I have a machine with one vimage, with a world accessible IP address. The vimage has sshd running on port 22 listening on their IP address. The host machine has sshd running on 2222 listening on an internal address of 10.1.1.1 (I used netgraph). I want to be able to *ssh* into the host with the vimage's IP address. So far in the vimage's ipfw configuration I have:


```
fwd 10.1.1.1,2222 tcp from any to VIMAGESPUBLICIPHERE dst-port 22 setup keep-state
```

However when I try to *ssh* into the host machine with the vimage's ip address, the connection is refused.

Any pointers?

Thanks


----------



## SirDice (Nov 3, 2011)

What IP address does the VIMAGE have?
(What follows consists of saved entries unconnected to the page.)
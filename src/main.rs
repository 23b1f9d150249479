//! Native headless runner
//!
//! Drives the simulation with a scripted pilot and prints the outcome.
//! Useful for profiling the core and for eyeballing tuning changes without
//! a browser.

#[cfg(not(target_arch = "wasm32"))]
fn main() {
    use zippy_bird::consts::TICKS_PER_SECOND;
    use zippy_bird::sim::{self, GamePhase, GameState};
    use zippy_bird::{Config, MemoryStore, Viewport};

    env_logger::init();

    let cfg = Config::default();
    let vp = Viewport::default();
    let mut store = MemoryStore::default();
    let seed = std::env::args()
        .nth(1)
        .and_then(|s| s.parse().ok())
        .unwrap_or(0xDEC0DE);
    let mut state = GameState::new(&cfg, vp, seed, 0);

    log::info!("headless run, seed {seed}");

    // Scripted pilot: flap every 20 ticks, spawn on the shell's cadence
    // (1.5s at 60 ticks/s = 90 ticks), run until it crashes
    sim::flap(&mut state, &cfg, vp, &mut store);
    let mut ticks = 0u64;
    while state.phase != GamePhase::GameOver && ticks < 60_000 {
        if ticks % 20 == 0 {
            sim::flap(&mut state, &cfg, vp, &mut store);
        }
        if ticks % 90 == 0 {
            sim::maybe_spawn(&mut state, &cfg, vp);
        }
        sim::tick(&mut state, &cfg, vp);
        state.drain_events();
        ticks += 1;
    }

    println!(
        "seed {seed}: survived {:.1}s ({ticks} ticks), score {}",
        ticks as f64 / TICKS_PER_SECOND as f64,
        state.score,
    );
}

#[cfg(target_arch = "wasm32")]
fn main() {
    // The wasm build starts from `app::start` via #[wasm_bindgen(start)]
}
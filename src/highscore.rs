//! Durable high-score storage
//!
//! One integer under a fixed key. Storage failures are tolerated: reads fall
//! back to 0 and writes are discarded with a warning; the simulation never
//! sees an error.

/// Storage key for the persisted high score
pub const STORAGE_KEY: &str = "highScore";

/// A durable store for the single high-score integer
pub trait ScoreStore {
    /// Stored high score, 0 when absent or unavailable
    fn read(&self) -> u32;
    /// Persist a new high score
    fn write(&mut self, score: u32);
}

/// In-memory store for tests and the native headless runner
#[derive(Debug, Clone, Default)]
pub struct MemoryStore {
    value: Option<u32>,
}

impl ScoreStore for MemoryStore {
    fn read(&self) -> u32 {
        self.value.unwrap_or(0)
    }

    fn write(&mut self, score: u32) {
        self.value = Some(score);
    }
}

/// LocalStorage-backed store (wasm32 only)
#[cfg(target_arch = "wasm32")]
#[derive(Debug, Default)]
pub struct LocalStore;

#[cfg(target_arch = "wasm32")]
impl LocalStore {
    fn storage() -> Option<web_sys::Storage> {
        web_sys::window()
            .and_then(|w| w.local_storage().ok())
            .flatten()
    }
}

#[cfg(target_arch = "wasm32")]
impl ScoreStore for LocalStore {
    fn read(&self) -> u32 {
        let Some(storage) = Self::storage() else {
            log::warn!("LocalStorage unavailable, high score defaults to 0");
            return 0;
        };
        match storage.get_item(STORAGE_KEY) {
            Ok(Some(raw)) => raw.parse().unwrap_or_else(|_| {
                log::warn!("unparseable stored high score {raw:?}, defaulting to 0");
                0
            }),
            _ => 0,
        }
    }

    fn write(&mut self, score: u32) {
        let Some(storage) = Self::storage() else {
            log::warn!("LocalStorage unavailable, high score {score} not saved");
            return;
        };
        if storage.set_item(STORAGE_KEY, &score.to_string()).is_err() {
            log::warn!("failed to persist high score {score}");
        } else {
            log::info!("high score saved ({score})");
        }
    }
}
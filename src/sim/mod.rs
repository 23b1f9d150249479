//! Deterministic simulation module
//!
//! All gameplay logic lives here. This module must be pure and deterministic:
//! - Fixed per-frame timestep only
//! - Seeded RNG only
//! - No rendering or platform dependencies
//!
//! Side effects (sounds) are queued as `GameEvent`s for the shell to drain;
//! the sim never touches a playback API.

pub mod collision;
pub mod spawn;
pub mod state;
pub mod tick;

pub use collision::{bird_hits_pipe, bird_on_ground, bird_passed_pipe};
pub use spawn::maybe_spawn;
pub use state::{Bird, GameEvent, GamePhase, GameState, Pipe, Snapshot};
pub use tick::{flap, reset, tick, toggle_pause};
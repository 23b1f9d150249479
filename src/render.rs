//! Flat-color Canvas2D renderer
//!
//! Reads the simulation snapshot and draws; never mutates game state. No
//! sprite assets are involved, so there is nothing to load or fail.

use wasm_bindgen::{JsCast, JsValue};
use web_sys::{CanvasRenderingContext2d, HtmlCanvasElement};

use crate::config::{Metrics, Viewport};
use crate::sim::{GamePhase, Snapshot};

const SKY: &str = "#4ec0ca";
const PIPE: &str = "#2e8b57";
const PIPE_RIM: &str = "#1f6e43";
const GROUND: &str = "#ded895";
const BIRD: &str = "#f7d51d";
const TEXT: &str = "#ffffff";
const OUTLINE: &str = "#000000";

/// Canvas renderer over the 2D context
pub struct Renderer {
    ctx: CanvasRenderingContext2d,
    /// Skip the bird tilt animation
    pub reduced_motion: bool,
}

impl Renderer {
    pub fn new(canvas: &HtmlCanvasElement) -> Result<Self, JsValue> {
        let ctx = canvas
            .get_context("2d")?
            .ok_or_else(|| JsValue::from_str("no 2d context"))?
            .dyn_into::<CanvasRenderingContext2d>()?;
        Ok(Self {
            ctx,
            reduced_motion: false,
        })
    }

    /// Draw one frame from the snapshot
    pub fn draw(&self, snap: &Snapshot, m: &Metrics, vp: Viewport) -> Result<(), JsValue> {
        let ctx = &self.ctx;
        let w = vp.width as f64;
        let h = vp.height as f64;

        ctx.set_fill_style_str(SKY);
        ctx.fill_rect(0.0, 0.0, w, h);

        // Pipes: solid columns above and below the gap
        for pipe in snap.pipes {
            let x = pipe.x as f64;
            let pw = m.pipe_width as f64;
            let gap_top = pipe.gap_y as f64;
            let gap_bottom = (pipe.gap_y + pipe.gap_height) as f64;

            ctx.set_fill_style_str(PIPE);
            ctx.fill_rect(x, 0.0, pw, gap_top);
            ctx.fill_rect(x, gap_bottom, pw, h - gap_bottom);

            ctx.set_fill_style_str(PIPE_RIM);
            ctx.fill_rect(x, gap_top - 8.0, pw, 8.0);
            ctx.fill_rect(x, gap_bottom, pw, 8.0);
        }

        ctx.set_fill_style_str(GROUND);
        ctx.fill_rect(0.0, m.ground_y as f64, w, h - m.ground_y as f64);

        self.draw_bird(snap)?;
        self.draw_hud(snap, vp)?;
        Ok(())
    }

    fn draw_bird(&self, snap: &Snapshot) -> Result<(), JsValue> {
        let ctx = &self.ctx;
        let bird = snap.bird;
        let (bw, bh) = (bird.size.x as f64, bird.size.y as f64);

        ctx.save();
        ctx.translate(bird.pos.x as f64 + bw / 2.0, bird.pos.y as f64 + bh / 2.0)?;
        if !self.reduced_motion {
            // Tilt with vertical velocity, clamped to +/-30 degrees
            let tilt = (bird.velocity as f64 * 3.0).clamp(-30.0, 30.0);
            ctx.rotate(tilt.to_radians())?;
        }
        ctx.set_fill_style_str(BIRD);
        ctx.fill_rect(-bw / 2.0, -bh / 2.0, bw, bh);
        ctx.restore();
        Ok(())
    }

    fn draw_hud(&self, snap: &Snapshot, vp: Viewport) -> Result<(), JsValue> {
        let ctx = &self.ctx;
        let sy = vp.scale_y() as f64;
        let cx = vp.width as f64 / 2.0;
        let cy = vp.height as f64 / 2.0;

        ctx.set_line_width(3.0 * sy);
        ctx.set_stroke_style_str(OUTLINE);
        ctx.set_fill_style_str(TEXT);

        self.set_font(20.0 * sy);
        ctx.set_text_align("left");
        let score = format!("Score: {}", snap.score);
        let best = format!("High Score: {}", snap.high_score);
        ctx.stroke_text(&score, 10.0, 30.0 * sy)?;
        ctx.fill_text(&score, 10.0, 30.0 * sy)?;
        ctx.stroke_text(&best, 10.0, 60.0 * sy)?;
        ctx.fill_text(&best, 10.0, 60.0 * sy)?;

        ctx.set_text_align("center");
        match snap.phase {
            GamePhase::NotStarted => {
                self.set_font(32.0 * sy);
                self.text_with_outline("ZIPPY BIRD", cx, cy - 60.0 * sy)?;
                self.set_font(16.0 * sy);
                self.text_with_outline("Click or press Space to start", cx, cy)?;
            }
            GamePhase::GameOver => {
                self.set_font(32.0 * sy);
                self.text_with_outline("Game Over!", cx, cy)?;
                self.set_font(16.0 * sy);
                self.text_with_outline("Click or press Space to restart", cx, cy + 40.0 * sy)?;
            }
            GamePhase::Paused if snap.pause_countdown > 0 => {
                self.set_font(48.0 * sy);
                self.text_with_outline(&snap.pause_countdown.to_string(), cx, cy)?;
            }
            GamePhase::Paused => {
                self.set_font(32.0 * sy);
                self.text_with_outline("Paused", cx, cy)?;
            }
            GamePhase::Running => {}
        }
        Ok(())
    }

    fn set_font(&self, px: f64) {
        self.ctx.set_font(&format!("{px:.0}px monospace"));
    }

    fn text_with_outline(&self, text: &str, x: f64, y: f64) -> Result<(), JsValue> {
        self.ctx.stroke_text(text, x, y)?;
        self.ctx.fill_text(text, x, y)?;
        Ok(())
    }
}
#[cfg(test)]
mod tests {
    use super::*;
    use crate::highscore::MemoryStore;
    use crate::sim::spawn::maybe_spawn;
    use crate::sim::state::Pipe;

    fn setup() -> (Config, Viewport, GameState) {
        let cfg = Config::default();
        let vp = Viewport::default();
        let state = GameState::new(&cfg, vp, 12345, 0);
        (cfg, vp, state)
    }

    fn running(state: &mut GameState) {
        state.phase = GamePhase::Running;
    }

    #[test]
    fn test_gravity_step_scenario() {
        // y=240, velocity=0, height=640, gravity=0.55 -> velocity 0.55, y 240.55
        let (cfg, vp, mut state) = setup();
        running(&mut state);

        tick(&mut state, &cfg, vp);
        assert_eq!(state.bird.velocity, 0.55);
        assert_eq!(state.bird.pos.y, 240.55);
    }

    #[test]
    fn test_gravity_accumulates_unbounded() {
        let (cfg, vp, mut state) = setup();
        running(&mut state);
        // Keep the bird airborne so only gravity acts
        state.bird.pos.y = 0.0;

        let mut last = state.bird.velocity;
        for _ in 0..5 {
            tick(&mut state, &cfg, vp);
            assert_eq!(state.bird.velocity, last + cfg.gravity);
            last = state.bird.velocity;
        }
    }

    #[test]
    fn test_tick_is_noop_outside_running() {
        let (cfg, vp, mut state) = setup();

        for phase in [GamePhase::NotStarted, GamePhase::Paused, GamePhase::GameOver] {
            state.phase = phase;
            state.bird.velocity = 1.0;
            state.bird.pos.y = 100.0;
            state.pipes = vec![Pipe {
                x: 200.0,
                gap_y: 100.0,
                gap_height: 200.0,
                passed: false,
            }];
            state.score = 3;

            tick(&mut state, &cfg, vp);
            assert_eq!(state.bird.velocity, 1.0);
            assert_eq!(state.bird.pos.y, 100.0);
            assert_eq!(state.pipes[0].x, 200.0);
            assert_eq!(state.score, 3);
        }
    }

    #[test]
    fn test_flap_sets_exact_impulse() {
        let (cfg, vp, mut state) = setup();
        let mut store = MemoryStore::default();
        running(&mut state);

        for prior in [0.0, 12.5, -3.0] {
            state.bird.velocity = prior;
            flap(&mut state, &cfg, vp, &mut store);
            assert_eq!(state.bird.velocity, cfg.flap_impulse);
        }
        assert_eq!(
            state.drain_events(),
            vec![GameEvent::Flap, GameEvent::Flap, GameEvent::Flap]
        );
    }

    #[test]
    fn test_first_flap_starts_the_run() {
        let (cfg, vp, mut state) = setup();
        let mut store = MemoryStore::default();

        assert_eq!(state.phase, GamePhase::NotStarted);
        flap(&mut state, &cfg, vp, &mut store);
        assert_eq!(state.phase, GamePhase::Running);
        assert_eq!(state.bird.velocity, cfg.flap_impulse);
    }

    #[test]
    fn test_flap_while_paused_is_inert() {
        let (cfg, vp, mut state) = setup();
        let mut store = MemoryStore::default();
        state.phase = GamePhase::Paused;
        state.bird.velocity = 2.0;

        flap(&mut state, &cfg, vp, &mut store);
        assert_eq!(state.phase, GamePhase::Paused);
        assert_eq!(state.bird.velocity, 2.0);
        assert!(state.drain_events().is_empty());
    }

    #[test]
    fn test_flap_in_game_over_restarts() {
        let (cfg, vp, mut state) = setup();
        let mut store = MemoryStore::default();
        state.phase = GamePhase::GameOver;
        state.score = 4;
        state.pipes.push(Pipe {
            x: 100.0,
            gap_y: 100.0,
            gap_height: 200.0,
            passed: true,
        });

        flap(&mut state, &cfg, vp, &mut store);
        assert_eq!(state.phase, GamePhase::NotStarted);
        assert_eq!(state.score, 0);
        assert!(state.pipes.is_empty());
        assert_eq!(state.bird.pos, cfg.bird_start);
        // The restart flap itself does not flap
        assert_eq!(state.bird.velocity, 0.0);
    }

    #[test]
    fn test_ground_collision_fires_game_over_once() {
        let (cfg, vp, mut state) = setup();
        running(&mut state);
        // Just above the ground line at 540: one gravity step crosses it
        state.bird.pos.y = 540.0 - state.bird.size.y - 0.1;
        state.bird.velocity = 0.0;

        tick(&mut state, &cfg, vp);
        assert_eq!(state.phase, GamePhase::GameOver);
        assert_eq!(state.bird.bottom(), 540.0);
        assert_eq!(state.bird.velocity, 0.0);

        for _ in 0..5 {
            tick(&mut state, &cfg, vp);
        }
        let game_overs = state
            .drain_events()
            .into_iter()
            .filter(|e| *e == GameEvent::GameOver)
            .count();
        assert_eq!(game_overs, 1);
    }

    #[test]
    fn test_pipes_freeze_on_grounding_tick() {
        let (cfg, vp, mut state) = setup();
        running(&mut state);
        state.bird.pos.y = 540.0 - state.bird.size.y - 0.1;
        state.pipes.push(Pipe {
            x: 200.0,
            gap_y: 100.0,
            gap_height: 200.0,
            passed: false,
        });

        tick(&mut state, &cfg, vp);
        assert_eq!(state.phase, GamePhase::GameOver);
        assert_eq!(state.pipes[0].x, 200.0);
    }

    #[test]
    fn test_pipe_collision_outside_gap() {
        let (cfg, vp, mut state) = setup();
        running(&mut state);
        // Pipe over the bird with a gap entirely below it
        state.pipes.push(Pipe {
            x: 60.0,
            gap_y: 400.0,
            gap_height: 100.0,
            passed: false,
        });

        tick(&mut state, &cfg, vp);
        assert_eq!(state.phase, GamePhase::GameOver);
        assert_eq!(
            state
                .drain_events()
                .into_iter()
                .filter(|e| *e == GameEvent::GameOver)
                .count(),
            1
        );
    }

    #[test]
    fn test_bird_in_gap_survives_overlap() {
        let (cfg, vp, mut state) = setup();
        running(&mut state);
        // Gap 100..460 comfortably contains the falling bird
        state.pipes.push(Pipe {
            x: 60.0,
            gap_y: 100.0,
            gap_height: 360.0,
            passed: false,
        });

        for _ in 0..10 {
            tick(&mut state, &cfg, vp);
        }
        assert_eq!(state.phase, GamePhase::Running);
    }

    #[test]
    fn test_score_increments_once_per_pipe() {
        let (cfg, vp, mut state) = setup();
        running(&mut state);
        // Trailing edge just left of the bird: first advance clears it
        state.pipes.push(Pipe {
            x: state.bird.pos.x - cfg.pipe_width + 1.0,
            gap_y: 100.0,
            gap_height: 360.0,
            passed: false,
        });

        tick(&mut state, &cfg, vp);
        assert_eq!(state.score, 1);
        assert!(state.pipes[0].passed);

        tick(&mut state, &cfg, vp);
        assert_eq!(state.score, 1);
        let scores = state
            .drain_events()
            .into_iter()
            .filter(|e| *e == GameEvent::Score)
            .count();
        assert_eq!(scores, 1);
    }

    #[test]
    fn test_pipe_scroll_and_retirement_scenario() {
        let (cfg, vp, mut state) = setup();
        running(&mut state);

        maybe_spawn(&mut state, &cfg, vp);
        assert_eq!(state.pipes[0].x, vp.width);

        // After N ticks at speed 2: x = width - 2N
        for _ in 0..10 {
            tick(&mut state, &cfg, vp);
        }
        assert_eq!(state.pipes[0].x, vp.width - 20.0);

        // Removed once x + width <= 0
        state.pipes[0].x = -cfg.pipe_width + 1.0;
        state.pipes[0].passed = true;
        tick(&mut state, &cfg, vp);
        assert!(state.pipes.is_empty());
    }

    #[test]
    fn test_pause_freezes_and_countdown_resumes() {
        let (cfg, vp, mut state) = setup();
        running(&mut state);
        state.bird.pos.y = 100.0;

        toggle_pause(&mut state, &cfg);
        assert_eq!(state.phase, GamePhase::Paused);
        tick(&mut state, &cfg, vp);
        assert_eq!(state.bird.pos.y, 100.0);

        // Unpause starts a 3 second countdown, still frozen
        toggle_pause(&mut state, &cfg);
        assert_eq!(state.phase, GamePhase::Paused);
        assert_eq!(state.pause_countdown(), 3);

        for _ in 0..TICKS_PER_SECOND {
            tick(&mut state, &cfg, vp);
        }
        assert_eq!(state.pause_countdown(), 2);
        assert_eq!(state.bird.pos.y, 100.0);

        for _ in 0..2 * TICKS_PER_SECOND {
            tick(&mut state, &cfg, vp);
        }
        assert_eq!(state.phase, GamePhase::Running);
    }

    #[test]
    fn test_toggle_during_countdown_cancels_it() {
        let (cfg, vp, mut state) = setup();
        running(&mut state);

        toggle_pause(&mut state, &cfg);
        toggle_pause(&mut state, &cfg);
        assert!(state.pause_countdown() > 0);

        toggle_pause(&mut state, &cfg);
        assert_eq!(state.phase, GamePhase::Paused);
        assert_eq!(state.pause_countdown(), 0);

        // A stale countdown must never fire later
        for _ in 0..5 * TICKS_PER_SECOND {
            tick(&mut state, &cfg, vp);
        }
        assert_eq!(state.phase, GamePhase::Paused);
    }

    #[test]
    fn test_zero_countdown_resumes_immediately() {
        let (mut cfg, _vp, mut state) = setup();
        cfg.resume_countdown_secs = 0;
        running(&mut state);

        toggle_pause(&mut state, &cfg);
        assert_eq!(state.phase, GamePhase::Paused);
        toggle_pause(&mut state, &cfg);
        assert_eq!(state.phase, GamePhase::Running);
    }

    #[test]
    fn test_toggle_pause_ignored_outside_running_or_paused() {
        let (cfg, _vp, mut state) = setup();

        toggle_pause(&mut state, &cfg);
        assert_eq!(state.phase, GamePhase::NotStarted);

        state.phase = GamePhase::GameOver;
        toggle_pause(&mut state, &cfg);
        assert_eq!(state.phase, GamePhase::GameOver);
    }

    #[test]
    fn test_reset_clears_countdown() {
        let (cfg, vp, mut state) = setup();
        let mut store = MemoryStore::default();
        running(&mut state);
        toggle_pause(&mut state, &cfg);
        toggle_pause(&mut state, &cfg);
        assert!(state.pause_countdown() > 0);

        reset(&mut state, &cfg, vp, &mut store);
        assert_eq!(state.pause_countdown(), 0);
        assert_eq!(state.phase, GamePhase::NotStarted);
    }

    #[test]
    fn test_high_score_round_trip() {
        let (cfg, vp, mut state) = setup();
        let mut store = MemoryStore::default();
        store.write(3);
        state.high_score = store.read();

        // A run ending above the stored value persists on reset
        state.phase = GamePhase::GameOver;
        state.score = 7;
        flap(&mut state, &cfg, vp, &mut store);
        assert_eq!(store.read(), 7);
        assert_eq!(state.high_score, 7);

        // A run ending at or below it leaves the store untouched
        state.phase = GamePhase::GameOver;
        state.score = 5;
        flap(&mut state, &cfg, vp, &mut store);
        assert_eq!(store.read(), 7);
    }

    #[test]
    fn test_high_score_visible_at_game_over() {
        let (cfg, vp, mut state) = setup();
        running(&mut state);
        state.score = 9;
        state.bird.pos.y = 540.0 - state.bird.size.y - 0.1;

        tick(&mut state, &cfg, vp);
        assert_eq!(state.phase, GamePhase::GameOver);
        assert_eq!(state.snapshot().high_score, 9);
    }

    #[test]
    fn test_full_run_is_deterministic() {
        let cfg = Config::default();
        let vp = Viewport::default();
        let mut store_a = MemoryStore::default();
        let mut store_b = MemoryStore::default();
        let mut a = GameState::new(&cfg, vp, 777, 0);
        let mut b = GameState::new(&cfg, vp, 777, 0);

        for i in 0u32..600 {
            if i % 20 == 0 {
                flap(&mut a, &cfg, vp, &mut store_a);
                flap(&mut b, &cfg, vp, &mut store_b);
            }
            if i % 90 == 0 {
                maybe_spawn(&mut a, &cfg, vp);
                maybe_spawn(&mut b, &cfg, vp);
            }
            tick(&mut a, &cfg, vp);
            tick(&mut b, &cfg, vp);
        }

        assert_eq!(a.phase, b.phase);
        assert_eq!(a.score, b.score);
        assert_eq!(a.bird.pos, b.bird.pos);
        assert_eq!(a.pipes.len(), b.pipes.len());
        for (pa, pb) in a.pipes.iter().zip(&b.pipes) {
            assert_eq!(pa.x, pb.x);
            assert_eq!(pa.gap_y, pb.gap_y);
        }
    }
}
If it's in the same 10.1.1.0/24 subnet there's no need for NAT or redirection.


----------



## billli (Nov 3, 2011)

Hi:

I used to attach 2 connected pseudo-Ethernet interfaces to the host and the vimage, they are both on the same 10.1.1.0/24 subnet, the host have 10.1.1.1, and the vimage have 10.1.1.2, ssh on the host is listening on 10.1.1.1:2222

Thanks


----------



## SirDice (Nov 3, 2011)

Then just connect to the IP address of the VIMAGE. Think of the jail as a completely separate machine.


----------